= Land Park, Sacramento, California =

Neighborhood

Land Park is a neighborhood in the city of Sacramento. Land Park consists of mainly single-family dwellings in the area between Interstate 5 to the west, Broadway to the north, Sutterville Road to the south and Freeport Blvd to the east. William Land Park is its namesake, a major city park south of Highway 50 and east of Interstate 5 in South Sacramento. The neighborhood is located within Sacramento City Council District 4, which has been represented by Phil Pluckebaum since 2024.

==South Land Park==
South Land Park is a neighborhood in Sacramento located immediately south of Land Park. It is generally bounded by Sutterville Road to the north, Freeport Boulevard to the east, Interstate 5 to the west, and Florin Road to the south. The neighborhood is primarily residential and includes the South Land Park Hills area, which contains many mid-century and later single-family homes.
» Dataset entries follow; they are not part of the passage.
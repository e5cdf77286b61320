use std::sync::atomic::{AtomicBool, Ordering};
use std::sync::Arc;

use tokio::sync::mpsc;
use tracing::info;

/// Finalized recording: opaque encoded audio plus its MIME type.
#[derive(Debug, Clone, PartialEq, Eq)]
pub struct AudioBlob {
    pub bytes: Vec<u8>,
    pub mime: String,
}

impl AudioBlob {
    pub fn size(&self) -> usize {
        self.bytes.len()
    }
}

/// Scoped microphone acquisition.
///
/// Release is guaranteed on every exit path: explicit stop, error, or the
/// handle simply going out of scope.
pub struct CaptureHandle {
    released: Arc<AtomicBool>,
}

impl CaptureHandle {
    pub fn acquire() -> Self {
        Self {
            released: Arc::new(AtomicBool::new(false)),
        }
    }

    pub fn release(&self) {
        self.released.store(true, Ordering::SeqCst);
    }

    /// Observer for the release state; used where the stream's consumer
    /// outlives the handle's owner.
    pub fn monitor(&self) -> CaptureMonitor {
        CaptureMonitor {
            released: Arc::clone(&self.released),
        }
    }
}

impl Drop for CaptureHandle {
    fn drop(&mut self) {
        self.release();
    }
}

#[derive(Clone)]
pub struct CaptureMonitor {
    released: Arc<AtomicBool>,
}

impl CaptureMonitor {
    pub fn is_released(&self) -> bool {
        self.released.load(Ordering::SeqCst)
    }
}

/// Accumulates encoded audio chunks into a single in-memory blob.
pub struct Recorder {
    mime: String,
    chunks: Vec<Vec<u8>>,
}

impl Recorder {
    pub fn new(mime: impl Into<String>) -> Self {
        Self {
            mime: mime.into(),
            chunks: Vec::new(),
        }
    }

    /// Consume chunks until the sender closes the channel, then finalize.
    /// Zero received chunks still produce a (possibly empty) blob.
    pub async fn record(mut self, mut chunk_rx: mpsc::Receiver<Vec<u8>>) -> AudioBlob {
        while let Some(chunk) = chunk_rx.recv().await {
            self.push(chunk);
        }
        self.finish()
    }

    /// Empty chunks are dropped, matching a capture source that reports
    /// zero-length data events.
    pub fn push(&mut self, chunk: Vec<u8>) {
        if !chunk.is_empty() {
            self.chunks.push(chunk);
        }
    }

    pub fn finish(self) -> AudioBlob {
        let bytes: Vec<u8> = self.chunks.concat();
        info!(
            "Recording finalized: {:.2} KB ({})",
            bytes.len() as f64 / 1024.0,
            self.mime
        );
        AudioBlob {
            bytes,
            mime: self.mime,
        }
    }
}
South Land Park is also adjacent to the Greenhaven–Pocket area of southwestern Sacramento.

==South Land Park Hills==
South Land Park Hills is a subsection of South Land Park located in southern Sacramento. The neighborhood is primarily residential and includes a mix of single-family homes and apartment developments. Parks in the area include Reichmuth Park, Cooledge Park, and Argonaut Park.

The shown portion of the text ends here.